В отличие от таковых, флот Лузитании был построен на других мотивациях, пришедших из, так сказать, «светлого средневековья»: на чести и верности слову. Поэтому для лузитанца предать клятву, хотя бы даже и формально, было психологически очень тяжело.
Впрочем, в том, что им удалось посетить родную планету, не отказываясь от клятвы верности Дому, основная заслуга принадлежала не капитану и не самому штурм-сержанту, а Ваэрли, технику с «Бородатого», тяжелого подавителя, команда которого даже в их флоте отличалась особенной безбашенностью. Про них говорили, что экипаж «Бородатого» настолько отморожен, что его техники в барах дерутся с десантниками. И это было правдой. Грокк лично пару раз рихтовал рожи техникам с нашивками «Бородатого», полезшим на него. У них, естественно, ничего не вышло, ибо в штурмовики (как, впрочем, и в техники) люди не только отбираются по психофизилогическим параметрам, т. е. наиболее приспособленные к рукопашным схваткам, но потом еще и затачиваются базами и имплантами на максимальную эффективность именно в этой области. Но сам замах уважения заслуживал. Так вот, вечером, после того как капитан произнес ту речь в данс-баре на шестой палубе и распустил людей думать, в каюту Грокка постучал Ваэрли. Один. Без доклада. Штурм-сержант даже слегка напрягся от такого нарушения командной иерархии. После «пробуждения» всех «проспавших» разбили на капральства или смены, которые были сведены в группы, возглавляемые старшими из числа сержантов. То есть была выстроена нормальная командная вертикаль, как и положено, кстати, заканчивающаяся на вершине офицером. А то, что это был не совсем… правильный офицер, — так в их ситуации вообще все было не совсем правильным. Вернее даже, совсем не правильным. Так что форма вполне соответствовала содержанию. Но зато в рамках этой формы штурм-сержант жестко требовал привычного функционирования. Смены, наряды, ежедневные доклады и так далее. А тут — раз, и на пороге каюты, без доклада по команде, без информации о существе вопроса, появляется техник и заявляет ему:
— Сержант, я знаю, что нам делать!
Штурм-сержант окинул техника насмешливым взглядом, а потом поинтересовался:
— И что же? Применить зубочистки?
— Какие зубочистки? — не понял техник.
— Ну, для чистки гальюнов. Говорят, они оттирают говно куда лучше дезинфицирующих жидкостей.

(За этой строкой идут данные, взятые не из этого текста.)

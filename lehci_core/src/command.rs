use crate::addr::{Address, AddressType};
use crate::advertising::AdvertisingData;
use crate::byte_order::htobs;
use crate::opcode::{le, Opcode, OpcodeGroup};
use crate::packet::PacketType;
use bytes::{BufMut, Bytes, BytesMut};
use num_derive::{FromPrimitive, ToPrimitive};
use strum::{Display, IntoStaticStr};
use thiserror::Error;

// Packet indicator, opcode and parameter length.
pub const COMMAND_HEADER_SIZE: usize = 4;
pub const COMMAND_PARAMETER_MAX_LEN: usize = 255;

#[derive(Clone, Error, Debug, Eq, PartialEq)]
pub enum CommandError {
    #[error("command parameters are too long: {0} bytes")]
    ParameterTooLong(usize),
}

pub trait CommandParameter {
    const OPCODE: Opcode;

    fn encode(&self, buf: &mut BytesMut);
}

/// A framed HCI command packet, ready to be written to a raw HCI socket.
#[derive(Clone, Debug, Eq, PartialEq)]
pub struct CommandPacket {
    opcode: Opcode,
    buf: Bytes,
}

impl CommandPacket {
    pub fn new<P: CommandParameter>(parameter: &P) -> Result<Self, CommandError> {
        let mut params = BytesMut::new();
        parameter.encode(&mut params);
        Self::with_raw(P::OPCODE, &params)
    }

    pub fn with_raw(opcode: Opcode, params: &[u8]) -> Result<Self, CommandError> {
        if params.len() > COMMAND_PARAMETER_MAX_LEN {
            return Err(CommandError::ParameterTooLong(params.len()));
        }
        let mut buf = BytesMut::with_capacity(COMMAND_HEADER_SIZE + params.len());
        buf.put_u8(PacketType::Command.to_byte());
        buf.put_u16_le(opcode.value());
        buf.put_u8(params.len() as u8);
        buf.put_slice(params);
        tracing::trace!(%opcode, plen = params.len(), "framed command packet");
        Ok(Self {
            opcode,
            buf: buf.freeze(),
        })
    }

    pub fn opcode(&self) -> Opcode {
        self.opcode
    }

    pub fn parameters(&self) -> &[u8] {
        &self.buf[COMMAND_HEADER_SIZE..]
    }

    pub fn as_bytes(&self) -> &[u8] {
        &self.buf
    }
}

#[derive(
    Clone,
    Copy,
    Debug,
    Default,
    Display,
    Eq,
    PartialEq,
    Ord,
    PartialOrd,
    Hash,
    IntoStaticStr,
    FromPrimitive,
    ToPrimitive,
)]
pub enum AdvertisingType {
    // Connectable undirected
    #[default]
    Undirected = 0x00,
    // Connectable high duty cycle directed
    DirectedHighDuty = 0x01,
    // Scannable undirected
    Scannable = 0x02,
    // Non connectable undirected
    NonConnectable = 0x03,
    // Connectable low duty cycle directed
    DirectedLowDuty = 0x04,
}

// Advertise on channels 37, 38 and 39.
pub const CHANNEL_MAP_ALL: u8 = 0x07;

// LE Set Advertising Parameters
#[derive(Clone, Copy, Debug, Eq, PartialEq)]
pub struct SetAdvertisingParameters {
    // Both intervals are in 0.625 ms units.
    pub interval_min: u16,
    pub interval_max: u16,
    pub advertising_type: AdvertisingType,
    pub own_address_type: AddressType,
    pub direct_address_type: AddressType,
    pub direct_address: Address,
    pub channel_map: u8,
    pub filter_policy: u8,
}

impl Default for SetAdvertisingParameters {
    fn default() -> Self {
        Self {
            interval_min: 0x0800,
            interval_max: 0x0800,
            advertising_type: AdvertisingType::default(),
            own_address_type: AddressType::default(),
            direct_address_type: AddressType::default(),
            direct_address: Address::any(),
            channel_map: CHANNEL_MAP_ALL,
            filter_policy: 0x00,
        }
    }
}

impl CommandParameter for SetAdvertisingParameters {
    const OPCODE: Opcode = Opcode::with_group(OpcodeGroup::LowEnergy, le::SET_ADVERTISING_PARAMETERS);

    fn encode(&self, buf: &mut BytesMut) {
        buf.put_slice(&htobs(self.interval_min).to_ne_bytes());
        buf.put_slice(&htobs(self.interval_max).to_ne_bytes());
        buf.put_u8(self.advertising_type as u8);
        buf.put_u8(self.own_address_type.to_byte());
        buf.put_u8(self.direct_address_type.to_byte());
        buf.put_slice(&self.direct_address.to_wire());
        buf.put_u8(self.channel_map);
        buf.put_u8(self.filter_policy);
    }
}

// LE Set Advertising Data
#[derive(Clone, Copy, Debug, Eq, PartialEq)]
pub struct SetAdvertisingData(pub AdvertisingData);

impl CommandParameter for SetAdvertisingData {
    const OPCODE: Opcode = Opcode::with_group(OpcodeGroup::LowEnergy, le::SET_ADVERTISING_DATA);

    fn encode(&self, buf: &mut BytesMut) {
        buf.put_slice(&self.0.to_bytes());
    }
}

// LE Set Advertise Enable
#[derive(Clone, Copy, Debug, Default, Eq, PartialEq)]
pub struct SetAdvertiseEnable {
    pub enabled: bool,
}

impl CommandParameter for SetAdvertiseEnable {
    const OPCODE: Opcode = Opcode::with_group(OpcodeGroup::LowEnergy, le::SET_ADVERTISE_ENABLE);

    fn encode(&self, buf: &mut BytesMut) {
        buf.put_u8(self.enabled as u8);
    }
}

#[cfg(test)]
mod tests {
    use super::*;
    use crate::advertising::{ad_type, AdvertisingDataBuilder};

    #[test]
    fn frames_header_and_parameters() {
        let packet = CommandPacket::with_raw(Opcode::new(0x03, 0x0003), &[]).unwrap();
        assert_eq!(packet.as_bytes(), &[0x01, 0x03, 0x0C, 0x00]);
        assert!(packet.parameters().is_empty());
        assert_eq!(packet.opcode().group(), Some(OpcodeGroup::HostController));
    }

    #[test]
    fn rejects_oversized_parameters() {
        let params = vec![0u8; 256];
        assert_eq!(
            CommandPacket::with_raw(Opcode::new(0x3F, 0x0001), &params),
            Err(CommandError::ParameterTooLong(256))
        );
        assert!(CommandPacket::with_raw(Opcode::new(0x3F, 0x0001), &params[..255]).is_ok());
    }

    #[test]
    fn advertising_parameters_layout() {
        let parameters = SetAdvertisingParameters {
            interval_min: 0x0020,
            interval_max: 0x0030,
            advertising_type: AdvertisingType::NonConnectable,
            own_address_type: AddressType::Random,
            direct_address_type: AddressType::Public,
            direct_address: Address::new([0x11, 0x22, 0x33, 0x44, 0x55, 0x66]),
            ..Default::default()
        };
        let packet = CommandPacket::new(&parameters).unwrap();
        assert_eq!(packet.opcode().value(), 0x2006);
        assert_eq!(
            packet.parameters(),
            &[
                0x20, 0x00, 0x30, 0x00, 0x03, 0x01, 0x00, 0x66, 0x55, 0x44, 0x33, 0x22, 0x11, 0x07,
                0x00,
            ]
        );
    }

    #[test]
    fn advertising_data_is_sent_whole() {
        let mut builder = AdvertisingDataBuilder::new();
        builder.push_segment(ad_type::FLAGS, &[0x06]).unwrap();
        let packet = CommandPacket::new(&SetAdvertisingData(builder.build())).unwrap();
        assert_eq!(packet.as_bytes().len(), COMMAND_HEADER_SIZE + 32);
        assert_eq!(&packet.as_bytes()[..8], &[0x01, 0x08, 0x20, 0x20, 0x03, 0x02, 0x01, 0x06]);
        assert!(packet.parameters()[4..].iter().all(|&b| b == 0));
    }

    #[test]
    fn advertise_enable() {
        let on = CommandPacket::new(&SetAdvertiseEnable { enabled: true }).unwrap();
        let off = CommandPacket::new(&SetAdvertiseEnable::default()).unwrap();
        assert_eq!(on.as_bytes(), &[0x01, 0x0A, 0x20, 0x01, 0x01]);
        assert_eq!(off.parameters(), &[0x00]);
    }
}
// Host to Bluetooth byte order conversions. Bluetooth fields are always
// little-endian, so these are the identity on little-endian hosts.

#[inline]
pub fn htobs(value: u16) -> u16 {
    value.to_le()
}

#[inline]
pub fn htobl(value: u32) -> u32 {
    value.to_le()
}

#[inline]
pub fn htobll(value: u64) -> u64 {
    value.to_le()
}

#[inline]
pub fn btohs(value: u16) -> u16 {
    u16::from_le(value)
}

#[inline]
pub fn btohl(value: u32) -> u32 {
    u32::from_le(value)
}

#[inline]
pub fn btohll(value: u64) -> u64 {
    u64::from_le(value)
}

// Maps a negative `value` of width `bits` into its unsigned encoding.
//
// Uses `2 << (bits - 1)` as the modulus. Only the low `bits` bits of the
// result are meaningful on the wire.
#[inline]
pub fn twos_complement(value: i32, bits: u32) -> u32 {
    if value < 0 {
        (value + (2 << (bits - 1))) as u32
    } else {
        value as u32
    }
}

#[cfg(test)]
mod tests {
    use super::*;

    #[test]
    fn conversions_round_trip_through_wire_order() {
        assert_eq!(btohs(htobs(0x1234)), 0x1234);
        assert_eq!(btohl(htobl(0xDEAD_BEEF)), 0xDEAD_BEEF);
        assert_eq!(btohll(htobll(0x0102_0304_0506_0708)), 0x0102_0304_0506_0708);
        assert_eq!(htobs(0x004C).to_ne_bytes(), [0x4C, 0x00]);
        assert_eq!(htobl(0x0A0B_0C0D).to_ne_bytes(), [0x0D, 0x0C, 0x0B, 0x0A]);
    }

    #[test]
    fn twos_complement_of_calibrated_power() {
        assert_eq!(twos_complement(-59, 8), 197);
        assert_eq!(twos_complement(-59, 8) as u8, 0xC5);
        assert_eq!(twos_complement(-29, 8) as u8, (-29i8) as u8);
        assert_eq!(twos_complement(-1, 8), 0xFF);
        assert_eq!(twos_complement(-128, 8), 0x80);
    }

    #[test]
    fn twos_complement_passes_non_negative_through() {
        assert_eq!(twos_complement(0, 8), 0);
        assert_eq!(twos_complement(4, 8), 4);
        assert_eq!(twos_complement(127, 8), 127);
    }
}
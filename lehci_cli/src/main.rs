use clap::{Args, Parser, Subcommand};
use lehci_core::{
    beacon::{Beacon, BeaconConfig},
    filter::Filter,
    opcode::Opcode,
    Uuid,
};
use tracing_subscriber::prelude::*;

mod parse;

#[derive(Parser)]
#[command(author, version, about, long_about = None)]
struct Cli {
    #[command(subcommand)]
    command: Cmd,
}

#[derive(Subcommand)]
enum Cmd {
    /// Encode iBeacon advertising data
    Beacon(BeaconArgs),
    /// Build and pack a raw HCI socket filter
    Filter(FilterArgs),
    /// Build the filter used while waiting for a command reply
    RequestFilter(RequestFilterArgs),
}

#[derive(Args)]
struct BeaconArgs {
    /// Proximity UUID; a random one is generated when omitted
    #[arg(long)]
    uuid: Option<Uuid>,
    #[arg(long, value_parser = parse::number::<u16>)]
    major: Option<u16>,
    #[arg(long, value_parser = parse::number::<u16>)]
    minor: Option<u16>,
    /// Calibrated transmit power at 1 meter, in dBm
    #[arg(long, allow_negative_numbers = true)]
    rssi: Option<i8>,
    /// Advertising interval, in 0.625 ms units
    #[arg(long, value_parser = parse::number::<u16>)]
    interval: Option<u16>,
    /// Also print the HCI commands that start advertising
    #[arg(long)]
    commands: bool,
}

#[derive(Args)]
struct FilterArgs {
    /// Packet types to accept (0xFF for vendor packets)
    #[arg(long = "ptype", value_parser = parse::number::<u8>)]
    packet_types: Vec<u8>,
    /// Event codes to accept
    #[arg(long = "event", value_parser = parse::number::<u8>)]
    events: Vec<u8>,
    #[arg(long, value_parser = parse::number::<u16>)]
    opcode: Option<u16>,
    #[arg(long)]
    all_packet_types: bool,
    #[arg(long)]
    all_events: bool,
}

#[derive(Args)]
struct RequestFilterArgs {
    #[arg(long, value_parser = parse::number::<u16>)]
    ogf: u16,
    #[arg(long, value_parser = parse::number::<u16>)]
    ocf: u16,
    /// Extra event code to accept besides the command reply events
    #[arg(long, value_parser = parse::number::<u8>, default_value = "0")]
    event: u8,
}

fn main() -> anyhow::Result<()> {
    let module_filter = tracing_subscriber::filter::Targets::new()
        .with_target("lehci_core", tracing::Level::TRACE)
        .with_target("lehci_cli", tracing::Level::TRACE);
    // Conditionally sets event format between debug/release mode.
    #[cfg(debug_assertions)]
    let event_format = tracing_subscriber::fmt::format();
    #[cfg(not(debug_assertions))]
    let event_format = tracing_subscriber::fmt::format().json();
    let subscriber = tracing_subscriber::registry().with(module_filter).with(
        tracing_subscriber::fmt::Layer::default()
            .with_writer(std::io::stderr)
            .event_format(event_format),
    );
    tracing::subscriber::set_global_default(subscriber)?;

    let args = Cli::parse();
    match args.command {
        Cmd::Beacon(args) => run_beacon(args)?,
        Cmd::Filter(args) => run_filter(args),
        Cmd::RequestFilter(args) => run_request_filter(args),
    }

    Ok(())
}

fn run_beacon(args: BeaconArgs) -> anyhow::Result<()> {
    let beacon = Beacon::with_config(BeaconConfig {
        uuid: args.uuid,
        major: args.major,
        minor: args.minor,
        rssi: args.rssi,
        interval: args.interval,
    });
    tracing::info!(uuid = %beacon.uuid(), major = beacon.major(), minor = beacon.minor(), "encoding beacon");
    let data = beacon.advertising_data()?;
    println!("{}", hex::encode(data.to_bytes()));
    if args.commands {
        for command in beacon.commands()? {
            tracing::debug!(opcode = %command.opcode(), "command packet");
            println!("{}", hex::encode(command.as_bytes()));
        }
    }
    Ok(())
}

fn run_filter(args: FilterArgs) {
    let mut filter = Filter::new();
    if args.all_packet_types {
        filter.set_all_packet_types();
    }
    for t in args.packet_types {
        filter.set_packet_type(t);
    }
    if args.all_events {
        filter.set_all_events();
    }
    for e in args.events {
        filter.set_event(e);
    }
    if let Some(opcode) = args.opcode {
        filter.set_opcode(opcode);
    }
    print_filter(&filter);
}

fn run_request_filter(args: RequestFilterArgs) {
    let opcode = Opcode::new(args.ogf, args.ocf);
    let filter = Filter::for_command_request(opcode, args.event);
    print_filter(&filter);
}

fn print_filter(filter: &Filter) {
    tracing::info!(
        type_mask = filter.type_mask,
        event_mask_lo = filter.event_mask[0],
        event_mask_hi = filter.event_mask[1],
        opcode = filter.opcode,
        "packed filter"
    );
    println!("{}", hex::encode(filter.to_bytes()));
}
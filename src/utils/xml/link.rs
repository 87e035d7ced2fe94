use std::path::{Component, Path, PathBuf};

/// Classification of an `href`/`src` value.
///
/// | Input | Kind |
/// |-------|------|
/// | `` | `Empty` |
/// | `#intro` | `Fragment` |
/// | `https://example.com`, `mailto:x@y`, `//cdn.net/a` | `External` |
/// | `Foo.html` | `Bare` |
/// | `guide/Foo.html`, `/Foo.html`, `../Foo.html` | `Path` |
#[derive(Debug, Clone, Copy, PartialEq, Eq)]
pub enum LinkKind {
    Empty,
    Fragment,
    External,
    Bare,
    Path,
}

pub fn classify_link(value: &str) -> LinkKind {
    match value.bytes().next() {
        None => LinkKind::Empty,
        Some(b'#') => LinkKind::Fragment,
        _ if value.starts_with("//") || is_external_link(value) => LinkKind::External,
        _ if value.contains('/') => LinkKind::Path,
        _ => LinkKind::Bare,
    }
}

/// Check if a link is external (has a scheme like http:, mailto:, etc.)
#[inline]
pub fn is_external_link(link: &str) -> bool {
    link.find(':').is_some_and(|pos| {
        pos > 0
            && link[..pos]
                .chars()
                .all(|c| c.is_ascii_alphanumeric() || matches!(c, '+' | '-' | '.'))
    })
}

/// Split `path?query#fragment` into the path and the untouched suffix.
#[inline]
pub fn split_suffix(href: &str) -> (&str, &str) {
    match href.find(['?', '#']) {
        Some(pos) => href.split_at(pos),
        None => (href, ""),
    }
}

/// Lexically normalize a root-relative path.
///
/// Returns `None` when the path would climb above the root.
pub fn normalize_relative(path: &str) -> Option<PathBuf> {
    let mut parts: Vec<&std::ffi::OsStr> = Vec::new();
    for component in Path::new(path).components() {
        match component {
            Component::Normal(part) => parts.push(part),
            Component::CurDir | Component::RootDir | Component::Prefix(_) => {}
            Component::ParentDir => {
                parts.pop()?;
            }
        }
    }
    if parts.is_empty() {
        return None;
    }
    Some(parts.iter().collect())
}

/// Render a relative path as an href, always using `/`.
pub fn to_href(path: &Path) -> String {
    path.components()
        .map(|c| c.as_os_str().to_string_lossy())
        .collect::<Vec<_>>()
        .join("/")
}
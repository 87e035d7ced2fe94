//! Utility modules shared by the index and the rewriter.

pub mod log;
pub mod xml;
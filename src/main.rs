//! Relink - repair cross-references in a static tree of HTML documents.

mod cli;

use clap::Parser;
use std::process::ExitCode;
use cli::Cli;
use relink::{RelinkConfig, RunReport, log};

fn main() -> ExitCode {
    let cli = Cli::parse();

    let result = RelinkConfig::load(&cli.root()).and_then(|config| {
        if let Some(path) = &config.config_path {
            log!("config"; "using {}", path.display());
        }
        relink::run(&config)
    });

    match result {
        Ok(report) => {
            summarize(&report);
            ExitCode::SUCCESS
        }
        Err(err) => {
            log!("error"; "{err:#}");
            ExitCode::FAILURE
        }
    }
}

fn summarize(report: &RunReport) {
    for (doc, reason) in report.skipped() {
        log!("warn"; "skipped {}: {reason}", doc.display());
    }
    for (doc, href) in report.unresolved() {
        log!("warn"; "unresolved '{href}' in {}", doc.display());
    }
    for (doc, ambiguity) in report.ambiguities() {
        log!("warn"; "ambiguous '{}' in {} resolved to {}",
            ambiguity.href, doc.display(), ambiguity.chosen.display());
    }
    log!(
        "done";
        "{} documents, {} rewritten: {} links, {} images, {} structural edits",
        report.processed(),
        report.rewritten().count(),
        report.links_fixed(),
        report.images_fixed(),
        report.structural_edits()
    );
}
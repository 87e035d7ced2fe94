//! XML/HTML processing utilities.

pub mod common;
pub mod link;
pub mod tree;

pub use tree::{Document, Element, Node, NodePath, TreeEdit};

Лицо техника перекосилось. Мол, он тут о серьезном говорит, а штурм-сержанту все его тупые флотские шуточки в голову лезут.
— Нет, сержант, я о том, как нам не стать клятвопреступниками. Ну, во всяком случае, до того момента, пока мы не решим, что… что клятва уже больше не имеет значения.
Это было очень серьезное заявление. Если оно, конечно, имело под собой какие-то основания.
— Говори, — поощряющее кивнул Грокк.
— Я тут посмотрел кодексы… Короче, мы можем, с одной стороны, как бы остаться верными Дому Корт, а с другой, формально, не иметь к нему особенного отношения.
— Как это? — не понял штурм-сержант.
— Да просто! — вскинулся техник. — Мы можем дать личное фуа[10] нашему капитану.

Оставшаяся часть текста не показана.